Key Rule: If a business owner attempts to leave 100% of the company shares to one child in a Will, the other children can legally contest this if their "legitime" is impaired.
2. Testate vs. Intestate Succession
How a business is inherited depends on whether the owner left a valid Last Will and Testament.
A. Testate Succession (With a Will)
If the owner leaves a Will, they can designate who will manage the business and who will receive specific shares, provided the legitimes are respected.
- Notarial Will: Requires a lawyer, witnesses, and an acknowledgment before a Notary Public.
- Holographic Will: Entirely handwritten, dated, and signed by the testator. It is simpler but easier to contest regarding authenticity.
B. Intestate Succession (Without a Will)
If the owner dies without a Will, the law provides a default "hierarchy" of who inherits. The business assets are typically divided in equal shares among the children and the surviving spouse. This often leads to Co-ownership, which can be detrimental to business operations if the heirs cannot agree on management.
3. Modes of Transferring the Business
While succession occurs at death, many family businesses use "inter vivos" (during lifetime) transfers to ensure a smoother transition.
| Method | Legal Mechanism | Pros/Cons |
|---|---|---|
| Inheritance | Through a Will or Intestacy | Lowest upfront cost; high risk of family litigation. |
| Donation | Giving shares while alive | Subject to Donor’s Tax (6%); reduces the estate but may be subject to "collation" (bringing it back to the estate value upon death). |
| Sale | Selling shares to heirs | Subject to Capital Gains Tax (15% for shares not traded in the stock exchange); must be for "valid consideration" to avoid being seen as a simulated donation. |
4. Corporate Governance and the Family Constitution
When a family business is incorporated, the Revised Corporation Code comes into play. Succession is not just about who owns the shares, but who controls the board.
- Right of First Refusal: Many family corporations include provisions in their By-Laws stating that if a family member wants to sell their shares, they must first offer them to the existing family shareholders.
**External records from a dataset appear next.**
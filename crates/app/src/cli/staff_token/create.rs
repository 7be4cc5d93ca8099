use bazaar_app::domain::staff::PgStaffService;
use clap::Args;

#[derive(Debug, Args)]
pub(crate) struct CreateStaffTokenArgs {
    /// PostgreSQL connection string
    #[arg(long, env = "DATABASE_URL", hide_env_values = true)]
    database_url: String,

    /// Who or what the token is for
    #[arg(long)]
    label: String,
}

pub(crate) async fn run(args: CreateStaffTokenArgs) -> Result<(), String> {
    let service = PgStaffService::new(crate::cli::connect(&args.database_url).await?);

    let issued = service
        .issue_token(&args.label)
        .await
        .map_err(|error| format!("failed to create staff token: {error}"))?;

    println!("token_uuid: {}", issued.record.uuid);
    println!("label: {}", issued.record.label);
    println!("token_created_at: {}", issued.record.created_at);
    println!("staff_token: {}", issued.token);
    println!("store this token now; it is only shown once");

    Ok(())
}
//! App Context

use std::sync::Arc;

use thiserror::Error;

use crate::{
    database::{self, Db},
    domain::{
        catalog::{CatalogService, PgCatalogService},
        coupons::{CouponsService, PgCouponsService},
        orders::{OrdersService, PgOrdersService},
        staff::{PgStaffService, StaffService},
    },
};

#[derive(Debug, Error)]
pub enum AppInitError {
    #[error("failed to connect to database")]
    Database(#[source] sqlx::Error),

    #[error("failed to run migrations")]
    Migrate(#[source] sqlx::migrate::MigrateError),
}

#[derive(Clone)]
pub struct AppContext {
    pub catalog: Arc<dyn CatalogService>,
    pub coupons: Arc<dyn CouponsService>,
    pub orders: Arc<dyn OrdersService>,
    pub staff: Arc<dyn StaffService>,
}

impl AppContext {
    /// Build application context from a database URL, optionally applying
    /// pending migrations first.
    ///
    /// # Errors
    ///
    /// Returns an error when establishing a database connection or migrating
    /// fails.
    pub async fn from_database_url(
        url: &str,
        max_connections: u32,
        run_migrations: bool,
    ) -> Result<Self, AppInitError> {
        let pool = database::connect(url, max_connections)
            .await
            .map_err(AppInitError::Database)?;

        if run_migrations {
            database::migrate(&pool).await.map_err(AppInitError::Migrate)?;
        }

        Ok(Self::from_db(&Db::new(pool)))
    }

    #[must_use]
    pub fn from_db(db: &Db) -> Self {
        Self {
            catalog: Arc::new(PgCatalogService::new(db.clone())),
            coupons: Arc::new(PgCouponsService::new(db.clone())),
            orders: Arc::new(PgOrdersService::new(db.clone())),
            staff: Arc::new(PgStaffService::new(db.clone())),
        }
    }
}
This prevents outsiders from gaining entry into the business.
- The Family Constitution: While not a "law" in the strict sense, it is a legally binding contract if drafted correctly. It sets the rules for who can work in the company, mandatory retirement ages, and how disputes are resolved.
5. Tax Implications (The Estate Tax)
The TRAIN Law (Republic Act No. 10963) significantly simplified the tax burden on succession.
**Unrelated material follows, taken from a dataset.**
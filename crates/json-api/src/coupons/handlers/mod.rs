//! Coupon Handlers

pub(crate) mod validate;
- Estate Tax Rate: A flat rate of 6% on the net estate of the deceased.
- Standard Deduction: A generous deduction of ₱5 Million is allowed, which can exempt many small to medium-sized family businesses from heavy taxation.
- Family Home Deduction: Up to ₱10 Million if the business is operated from or tied to the family residence.
Failure to pay estate taxes within one year of death results in penalties and prevents the legal transfer of stock certificates or land titles to the heirs, effectively "freezing" the business's ability to transact with banks or government agencies.
6. The "Collation" Rule
One of the most misunderstood rules in Philippine succession is Collation. Any property or shares given by a parent to a child during their lifetime (as a donation) is considered an "advance" on their inheritance. When the parent dies, the value of that donation is added back to the total estate to calculate whether everyone received their fair legal share.
7. Common Pitfalls to Avoid
- Co-ownership Deadlock: When five siblings own equal shares and cannot agree, the business stagnates. This can lead to a judicial "Partition" where a court orders the business liquidated to satisfy the heirs.
- Improper Valuation: Transferring shares at a price far below book value can trigger "Deemed Gift" taxes by the BIR.
- Ignoring the Spouse: Under the Absolute Community of Property regime, a surviving spouse owns half of the business assets acquired during the marriage, plus their share as an heir.